Suppressing the growth of interfacial Cu–Sn intermetallic compounds in the Sn–3.0Ag–0.5Cu–0.1Ni/Cu–15Zn solder joint during thermal aging

  • Wei-Yu Chen
  • Chi-Yang Yu
  • Jenq-Gong Duh


Evolution of interfacial phase formation in Sn–3.0Ag–0.5Cu/Cu (wt%), Sn–3.0Ag–0.5Cu–0.1Ni/Cu, Sn–3.0Ag–0.5Cu/Cu–15Zn, and Sn–3.0Ag–0.5Cu–0.1Ni/Cu–15Zn solder joints are investigated. Doping Ni in the solder joint can suppress the growth of Cu3Sn and alter the morphology of the interfacial intermetallic compounds (IMCs), however it shows rapid growth of (Cu,Ni)6Sn5 at the Sn–3.0Ag–0.5Cu–0.1Ni/Cu interface. In comparison with the Cu substrates, the Cu–Zn substrates effectively suppress the formation of Cu–Sn IMCs. Among these four solder joints, the Sn–3.0Ag–0.5Cu–0.1Ni/Cu–15Zn solder joint exhibits the thinnest IMC, and only (Cu,Ni)6(Sn,Zn)5 formed at the interface after aging. It is revealed that the presence of Ni acts to enhance the effect of Zn on the suppression of Cu–Sn IMCs in the SAC305–0.1Ni/Cu–15Zn solder joint. The limited formation of IMCs is related to the elemental redistribution at the joint interfaces during aging. The Sn–3.0Ag–0.5Cu–0.1Ni/Cu–15Zn joint can act as a stabilized interconnection due to the effective suppression of interfacial reaction.

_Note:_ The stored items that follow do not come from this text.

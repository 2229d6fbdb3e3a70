use syn::{GenericArgument, Ident, PathArguments, Type};

// Type inspection helpers shared by the classifier and the signature
// resolver. Matching is nominal on the final path segment; the macro front
// end has no semantic model to consult.

/// Peel any number of reference layers.
#[must_use]
pub fn strip_refs(mut ty: &Type) -> &Type {
    while let Type::Reference(reference) = ty {
        ty = &reference.elem;
    }
    ty
}

/// Final path segment ident of a plain path type.
#[must_use]
pub fn last_path_ident(ty: &Type) -> Option<&Ident> {
    match ty {
        Type::Path(path) if path.qself.is_none() => {
            path.path.segments.last().map(|segment| &segment.ident)
        }
        _ => None,
    }
}

/// Angle-bracketed type arguments of the final path segment.
fn last_segment_args(ty: &Type) -> Vec<&Type> {
    let Type::Path(path) = ty else {
        return Vec::new();
    };
    let Some(segment) = path.path.segments.last() else {
        return Vec::new();
    };
    let PathArguments::AngleBracketed(args) = &segment.arguments else {
        return Vec::new();
    };
    args.args
        .iter()
        .filter_map(|arg| match arg {
            GenericArgument::Type(inner) => Some(inner),
            _ => None,
        })
        .collect()
}

/// `Option<T>` -> `T`.
#[must_use]
pub fn option_inner(ty: &Type) -> Option<&Type> {
    if last_path_ident(ty).is_none_or(|ident| ident != "Option") {
        return None;
    }
    match last_segment_args(ty).as_slice() {
        [inner] => Some(inner),
        _ => None,
    }
}

/// `Result<T>` or `Result<T, E>` -> `T`, matched against the well-known
/// result name.
#[must_use]
pub fn result_inner<'t>(ty: &'t Type, result_name: &Ident) -> Option<&'t Type> {
    if last_path_ident(ty).is_none_or(|ident| ident != result_name) {
        return None;
    }
    match last_segment_args(ty).as_slice() {
        [inner] | [inner, _] => Some(inner),
        _ => None,
    }
}

/// Decompose `impl Trait<Item = X>`: the trait's final segment ident and
/// the `Item` binding, if present.
#[must_use]
pub fn impl_trait_parts(ty: &Type) -> Option<(&Ident, Option<&Type>)> {
    let Type::ImplTrait(impl_trait) = ty else {
        return None;
    };
    for bound in &impl_trait.bounds {
        let syn::TypeParamBound::Trait(trait_bound) = bound else {
            continue;
        };
        let Some(segment) = trait_bound.path.segments.last() else {
            continue;
        };
        let mut item = None;
        if let PathArguments::AngleBracketed(args) = &segment.arguments {
            for arg in &args.args {
                if let GenericArgument::AssocType(assoc) = arg
                    && assoc.ident == "Item"
                {
                    item = Some(&assoc.ty);
                }
            }
        }
        return Some((&segment.ident, item));
    }
    None
}

#[cfg(test)]
mod tests {
    use super::*;
    use quote::format_ident;
    use syn::parse_quote;

    #[test]
    fn strips_nested_references() {
        let ty: Type = parse_quote!(&mut &Reader);
        assert_eq!(
            last_path_ident(strip_refs(&ty)).map(ToString::to_string),
            Some("Reader".to_string())
        );
    }

    #[test]
    fn option_unwraps_one_layer() {
        let ty: Type = parse_quote!(Option<time::Date>);
        let inner = option_inner(&ty).expect("inner type");
        assert_eq!(
            last_path_ident(inner).map(ToString::to_string),
            Some("Date".to_string())
        );

        let plain: Type = parse_quote!(u32);
        assert!(option_inner(&plain).is_none());
    }

    #[test]
    fn result_accepts_one_or_two_arguments() {
        let name = format_ident!("Result");
        let short: Type = parse_quote!(Result<Person>);
        let long: Type = parse_quote!(Result<Person, rowbind::Error>);
        assert!(result_inner(&short, &name).is_some());
        assert!(result_inner(&long, &name).is_some());
        assert!(result_inner(&parse_quote!(Vec<Person>), &name).is_none());
    }

    #[test]
    fn impl_trait_exposes_trait_and_item() {
        let ty: Type = parse_quote!(impl Iterator<Item = Result<Person>>);
        let (trait_ident, item) = impl_trait_parts(&ty).expect("impl trait");
        assert_eq!(trait_ident.to_string(), "Iterator");
        assert!(item.is_some());
    }
}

Solder Joint Thermal Aging Solder Ball Under Bump Metallization Kirkendall Void 
These keywords were added by machine and not by the authors. This process is experimental and the keywords may be updated as the learning algorithm improves.



The financial support from the National Science Council, Taiwan, under the Contract No. NSC-97-2221-E-007-021-MY3 is gratefully acknowledged.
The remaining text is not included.